Write each entry out again, exactly as it is written.

====

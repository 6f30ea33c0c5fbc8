//! TCP listener with backpressure.
//!
//! # Responsibilities
//! - Bind to the configured address
//! - Enforce max_connections before a connection reaches the HTTP layer
//! - Attach the idle timeout to every accepted stream and count the
//!   requests in flight on it

use std::io;
use std::net::SocketAddr;
use std::time::Duration;

use axum_server::accept::Accept;
use futures_util::future::BoxFuture;
use tokio::io::{AsyncRead, AsyncWrite};
use tokio::net::TcpListener;

use crate::config::{ListenerConfig, TimeoutConfig};
use crate::net::connection::{ConnectionService, ConnectionTracker, IdleTimeoutStream};

/// Error type for listener operations.
#[derive(Debug, thiserror::Error)]
pub enum ListenerError {
    #[error("invalid bind address {address:?}: {source}")]
    Address {
        address: String,
        source: std::net::AddrParseError,
    },

    #[error("failed to bind {address}: {source}")]
    Bind { address: SocketAddr, source: io::Error },
}

/// Bind the configured address.
pub async fn bind(config: &ListenerConfig) -> Result<TcpListener, ListenerError> {
    let address: SocketAddr =
        config
            .bind_address
            .parse()
            .map_err(|source| ListenerError::Address {
                address: config.bind_address.clone(),
                source,
            })?;

    let listener = TcpListener::bind(address)
        .await
        .map_err(|source| ListenerError::Bind { address, source })?;

    tracing::info!(
        address = %listener.local_addr().unwrap_or(address),
        max_connections = config.max_connections,
        "Listener bound"
    );
    Ok(listener)
}

/// First acceptor in the chain: waits for a connection slot, then wraps the
/// stream so it closes after `idle` with no request in flight and no traffic.
///
/// When the limit is reached new connections wait until a slot frees up.
#[derive(Debug, Clone)]
pub struct ConnectionAcceptor {
    tracker: ConnectionTracker,
    idle: Duration,
}

impl ConnectionAcceptor {
    pub fn new(listener: &ListenerConfig, timeouts: &TimeoutConfig) -> Self {
        Self {
            tracker: ConnectionTracker::new(listener.max_connections),
            idle: Duration::from_secs(timeouts.idle_secs),
        }
    }

    pub fn tracker(&self) -> &ConnectionTracker {
        &self.tracker
    }
}

impl<I, S> Accept<I, S> for ConnectionAcceptor
where
    I: AsyncRead + AsyncWrite + Unpin + Send + 'static,
    S: Send + 'static,
{
    type Stream = IdleTimeoutStream<I>;
    type Service = ConnectionService<S>;
    type Future = BoxFuture<'static, io::Result<(Self::Stream, Self::Service)>>;

    fn accept(&self, stream: I, service: S) -> Self::Future {
        let tracker = self.tracker.clone();
        let idle = self.idle;
        Box::pin(async move {
            let guard = tracker.acquire().await?;
            tracing::debug!(
                connection_id = guard.id().as_u64(),
                active = tracker.active_count(),
                "Connection accepted"
            );
            let stream = IdleTimeoutStream::new(stream, idle).tracked(guard);
            let service = ConnectionService::new(service, stream.in_flight());
            Ok((stream, service))
        })
    }
}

====

* **Exercise solution**
repository 6f30ea33c0c5fbc8
//! TCP listener with backpressure.
//!
//! # Responsibilities
//! - Bind to the configured address
//! - Enforce max_connections before a connection reaches the HTTP layer
//! - Attach the idle timeout to every accepted stream and count the
//!   requests in flight on it

use std::io;
use std::net::SocketAddr;
use std::time::Duration;

use axum_server::accept::Accept;
use futures_util::future::BoxFuture;
use tokio::io::{AsyncRead, AsyncWrite};
use tokio::net::TcpListener;

use crate::config::{ListenerConfig, TimeoutConfig};
use crate::net::connection::{ConnectionService, ConnectionTracker, IdleTimeoutStream};

/// Error type for listener operations.
#[derive(Debug, thiserror::Error)]
pub enum ListenerError {
    #[error("invalid bind address {address:?}: {source}")]
    Address {
        address: String,
        source: std::net::AddrParseError,
    },

    #[error("failed to bind {address}: {source}")]
    Bind { address: SocketAddr, source: io::Error },
}

/// Bind the configured address.
pub async fn bind(config: &ListenerConfig) -> Result<TcpListener, ListenerError> {
    let address: SocketAddr =
        config
            .bind_address
            .parse()
            .map_err(|source| ListenerError::Address {
                address: config.bind_address.clone(),
                source,
            })?;

    let listener = TcpListener::bind(address)
        .await
        .map_err(|source| ListenerError::Bind { address, source })?;

    tracing::info!(
        address = %listener.local_addr().unwrap_or(address),
        max_connections = config.max_connections,
        "Listener bound"
    );
    Ok(listener)
}

/// First acceptor in the chain: waits for a connection slot, then wraps the
/// stream so it closes after `idle` with no request in flight and no traffic.
///
/// When the limit is reached new connections wait until a slot frees up.
#[derive(Debug, Clone)]
pub struct ConnectionAcceptor {
    tracker: ConnectionTracker,
    idle: Duration,
}

impl ConnectionAcceptor {
    pub fn new(listener: &ListenerConfig, timeouts: &TimeoutConfig) -> Self {
        Self {
            tracker: ConnectionTracker::new(listener.max_connections),
            idle: Duration::from_secs(timeouts.idle_secs),
        }
    }

    pub fn tracker(&self) -> &ConnectionTracker {
        &self.tracker
    }
}

impl<I, S> Accept<I, S> for ConnectionAcceptor
where
    I: AsyncRead + AsyncWrite + Unpin + Send + 'static,
    S: Send + 'static,
{
    type Stream = IdleTimeoutStream<I>;
    type Service = ConnectionService<S>;
    type Future = BoxFuture<'static, io::Result<(Self::Stream, Self::Service)>>;

    fn accept(&self, stream: I, service: S) -> Self::Future {
        let tracker = self.tracker.clone();
        let idle = self.idle;
        Box::pin(async move {
            let guard = tracker.acquire().await?;
            tracing::debug!(
                connection_id = guard.id().as_u64(),
                active = tracker.active_count(),
                "Connection accepted"
            );
            let stream = IdleTimeoutStream::new(stream, idle).tracked(guard);
            let service = ConnectionService::new(service, stream.in_flight());
            Ok((stream, service))
        })
    }
}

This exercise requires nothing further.